▶ **Task to carry out**:
Exactly retype the lines of the material from its first line to the line with "const DEFAULT_BASE_URL: &str", including both.
- - -
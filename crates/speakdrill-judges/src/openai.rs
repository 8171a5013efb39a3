//! OpenAI judge implementation (audio-capable chat completions).

use async_trait::async_trait;
use base64::Engine as _;
use serde::{Deserialize, Serialize};
use tracing::instrument;

use speakdrill_core::traits::{
    parse_verdict, parse_word_list, related_words_prompt, AudioClip, HintRequest, Judge,
    JudgeRequest, ModelInfo, Verdict, JUDGE_SYSTEM_PROMPT,
};

use crate::http::{check_status, client, parse_error, send_error};

const DEFAULT_BASE_URL: &str = "https://api.openai.com";

/// OpenAI-compatible judge.
pub struct OpenAiJudge {
    api_key: String,
    base_url: String,
    org_id: Option<String>,
    client: reqwest::Client,
}

impl OpenAiJudge {
    pub fn new(api_key: &str, base_url: Option<String>, org_id: Option<String>) -> Self {
        Self {
            api_key: api_key.to_string(),
            base_url: base_url.unwrap_or_else(|| DEFAULT_BASE_URL.to_string()),
            org_id,
            client: client(),
        }
    }

    async fn complete(
        &self,
        model: &str,
        temperature: Option<f64>,
        system: Option<&str>,
        parts: Vec<ContentPart>,
    ) -> anyhow::Result<String> {
        let mut messages = Vec::with_capacity(2);
        if let Some(system) = system {
            messages.push(ChatMessage {
                role: "system".to_string(),
                content: vec![ContentPart::Text {
                    text: system.to_string(),
                }],
            });
        }
        messages.push(ChatMessage {
            role: "user".to_string(),
            content: parts,
        });

        let body = ChatRequest {
            model: model.to_string(),
            temperature,
            messages,
        };

        let mut req = self
            .client
            .post(format!("{}/v1/chat/completions", self.base_url))
            .header("Authorization", format!("Bearer {}", self.api_key))
            .header("content-type", "application/json");

        if let Some(org) = &self.org_id {
            req = req.header("OpenAI-Organization", org);
        }

        let response = req.json(&body).send().await.map_err(send_error)?;
        let response = check_status(response, model).await?;
        let api_response: ChatResponse = response.json().await.map_err(parse_error)?;

        Ok(api_response
            .choices
            .into_iter()
            .next()
            .and_then(|c| c.message.content)
            .unwrap_or_default())
    }
}

#[derive(Serialize)]
struct ChatRequest {
    model: String,
    #[serde(skip_serializing_if = "Option::is_none")]
    temperature: Option<f64>,
    messages: Vec<ChatMessage>,
}

#[derive(Serialize)]
struct ChatMessage {
    role: String,
    content: Vec<ContentPart>,
}

#[derive(Serialize)]
#[serde(tag = "type", rename_all = "snake_case")]
enum ContentPart {
    Text { text: String },
    InputAudio { input_audio: InputAudio },
}

impl ContentPart {
    fn audio(clip: &AudioClip) -> Self {
        ContentPart::InputAudio {
            input_audio: InputAudio {
                data: base64::engine::general_purpose::STANDARD.encode(&clip.bytes),
                format: clip.format().to_string(),
            },
        }
    }
}

#[derive(Serialize)]
struct InputAudio {
    data: String,
    format: String,
}

#[derive(Deserialize)]
struct ChatResponse {
    #[serde(default)]
    choices: Vec<ChatChoice>,
}

#[derive(Deserialize)]
struct ChatChoice {
    message: ChatChoiceMessage,
}

#[derive(Deserialize)]
struct ChatChoiceMessage {
    #[serde(default)]
    content: Option<String>,
}

#[async_trait]
impl Judge for OpenAiJudge {
    fn name(&self) -> &str {
        "openai"
    }

    #[instrument(skip(self, request), fields(model = %request.model, skill = %request.rubric.skill()))]
    async fn evaluate(&self, request: &JudgeRequest) -> anyhow::Result<Verdict> {
        let parts = vec![
            ContentPart::Text {
                text: request.rubric.prompt(),
            },
            ContentPart::audio(&request.audio),
        ];
        let text = self
            .complete(
                &request.model,
                Some(request.temperature),
                Some(JUDGE_SYSTEM_PROMPT),
                parts,
            )
            .await?;
        Ok(parse_verdict(&text, request.rubric.skill())?)
    }

    #[instrument(skip(self, request), fields(model = %request.model, word = %request.word))]
    async fn hint(&self, request: &HintRequest) -> anyhow::Result<String> {
        let text = self
            .complete(
                &request.model,
                None,
                None,
                vec![ContentPart::Text {
                    text: request.prompt(),
                }],
            )
            .await?;
        Ok(text.trim().to_string())
    }

    #[instrument(skip(self))]
    async fn related_words(&self, model: &str, word: &str) -> anyhow::Result<Vec<String>> {
        let text = self
            .complete(
                model,
                None,
                None,
                vec![ContentPart::Text {
                    text: related_words_prompt(word),
                }],
            )
            .await?;
        Ok(parse_word_list(&text))
    }

    fn available_models(&self) -> Vec<ModelInfo> {
        vec![
            ModelInfo {
                id: "gpt-4o-audio-preview".into(),
                name: "GPT-4o Audio".into(),
                provider: "openai".into(),
                max_context: 128_000,
                cost_per_1k_input: 0.0025,
                cost_per_1k_output: 0.01,
            },
            ModelInfo {
                id: "gpt-4o-mini-audio-preview".into(),
                name: "GPT-4o Mini Audio".into(),
                provider: "openai".into(),
                max_context: 128_000,
                cost_per_1k_input: 0.00015,
                cost_per_1k_output: 0.0006,
            },
        ]
    }
}

#[cfg(test)]
mod tests {
    use super::*;
    use speakdrill_core::error::JudgeError;
    use speakdrill_core::traits::{Rubric, VerdictOutcome};
    use wiremock::matchers::{body_partial_json, header, method, path};
    use wiremock::{Mock, MockServer, ResponseTemplate};

    fn reply(content: &str) -> serde_json::Value {
        serde_json::json!({
            "choices": [{"message": {"content": content, "role": "assistant"}, "index": 0}],
            "model": "gpt-4o-audio-preview",
            "usage": {"prompt_tokens": 40, "completion_tokens": 15, "total_tokens": 55}
        })
    }

    fn definition_request() -> JudgeRequest {
        JudgeRequest {
            model: "gpt-4o-audio-preview".into(),
            temperature: 0.0,
            audio: AudioClip::wav(b"RIFF".to_vec()),
            rubric: Rubric::Definition {
                word: "Journey".into(),
                definition: "an act of travelling from one place to another".into(),
            },
        }
    }

    #[tokio::test]
    async fn definition_verdict() {
        let server = MockServer::start().await;

        Mock::given(method("POST"))
            .and(path("/v1/chat/completions"))
            .and(header("Authorization", "Bearer test-key"))
            .and(body_partial_json(serde_json::json!({
                "messages": [{"role": "system"}, {"role": "user", "content": [
                    {"type": "text"},
                    {"type": "input_audio", "input_audio": {"format": "wav", "data": "UklGRg=="}}
                ]}]
            })))
            .respond_with(ResponseTemplate::new(200).set_body_json(reply(
                r#"{"transcription": "a long trip", "is_correct": "false", "comment": "もう少し"}"#,
            )))
            .mount(&server)
            .await;

        let judge = OpenAiJudge::new("test-key", Some(server.uri()), None);
        let verdict = judge.evaluate(&definition_request()).await.unwrap();
        assert_eq!(verdict.transcript, "a long trip");
        assert_eq!(verdict.outcome, VerdictOutcome::Pass(false));
        assert_eq!(verdict.feedback, "もう少し");
    }

    #[tokio::test]
    async fn organization_header() {
        let server = MockServer::start().await;

        Mock::given(method("POST"))
            .and(path("/v1/chat/completions"))
            .and(header("OpenAI-Organization", "org-1"))
            .respond_with(ResponseTemplate::new(200).set_body_json(reply("Trip, Travel, Voyage")))
            .mount(&server)
            .await;

        let judge = OpenAiJudge::new("key", Some(server.uri()), Some("org-1".into()));
        let words = judge
            .related_words("gpt-4o-audio-preview", "Journey")
            .await
            .unwrap();
        assert_eq!(words, vec!["trip", "travel", "voyage"]);
    }

    #[tokio::test]
    async fn rate_limit_honours_retry_after() {
        let server = MockServer::start().await;

        Mock::given(method("POST"))
            .and(path("/v1/chat/completions"))
            .respond_with(ResponseTemplate::new(429).insert_header("retry-after", "2"))
            .mount(&server)
            .await;

        let judge = OpenAiJudge::new("key", Some(server.uri()), None);
        let err = judge.evaluate(&definition_request()).await.unwrap_err();
        let judge_err = err.downcast_ref::<JudgeError>().unwrap();
        assert_eq!(judge_err.retry_after_ms(), Some(2000));
        assert!(!judge_err.is_permanent());
    }

    #[tokio::test]
    async fn unauthorized() {
        let server = MockServer::start().await;

        Mock::given(method("POST"))
            .and(path("/v1/chat/completions"))
            .respond_with(ResponseTemplate::new(401).set_body_string("invalid api key"))
            .mount(&server)
            .await;

        let judge = OpenAiJudge::new("bad", Some(server.uri()), None);
        let err = judge.evaluate(&definition_request()).await.unwrap_err();
        assert!(err.to_string().contains("authentication failed"));
    }

    #[tokio::test]
    async fn hint_sends_no_system_message() {
        let server = MockServer::start().await;

        Mock::given(method("POST"))
            .and(path("/v1/chat/completions"))
            .respond_with(ResponseTemplate::new(200).set_body_json(reply(
                "\"trip\", \"voyage\", \"travel\"",
            )))
            .mount(&server)
            .await;

        let judge = OpenAiJudge::new("key", Some(server.uri()), None);
        let hint = judge
            .hint(&HintRequest {
                model: "gpt-4o-audio-preview".into(),
                word: "Journey".into(),
                definition: "an act of travelling".into(),
            })
            .await
            .unwrap();
        assert!(hint.contains("voyage"));
        let words = judge
            .related_words("gpt-4o-audio-preview", "Journey")
            .await
            .unwrap();
        assert_eq!(words, vec!["trip", "voyage", "travel"]);

        for request in server.received_requests().await.unwrap() {
            let body: serde_json::Value = request.body_json().unwrap();
            let messages = body["messages"].as_array().unwrap();
            assert_eq!(messages.len(), 1);
            assert_eq!(messages[0]["role"], "user");
        }
    }
}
- - -
▶ **Solution to this exercise**:
filename crates/speakdrill-judges/src/openai.rs
repository 8171a5013efb39a3
//! OpenAI judge implementation (audio-capable chat completions).

use async_trait::async_trait;
use base64::Engine as _;
use serde::{Deserialize, Serialize};
use tracing::instrument;

use speakdrill_core::traits::{
    parse_verdict, parse_word_list, related_words_prompt, AudioClip, HintRequest, Judge,
    JudgeRequest, ModelInfo, Verdict, JUDGE_SYSTEM_PROMPT,
};

use crate::http::{check_status, client, parse_error, send_error};

const DEFAULT_BASE_URL: &str = "https://api.openai.com";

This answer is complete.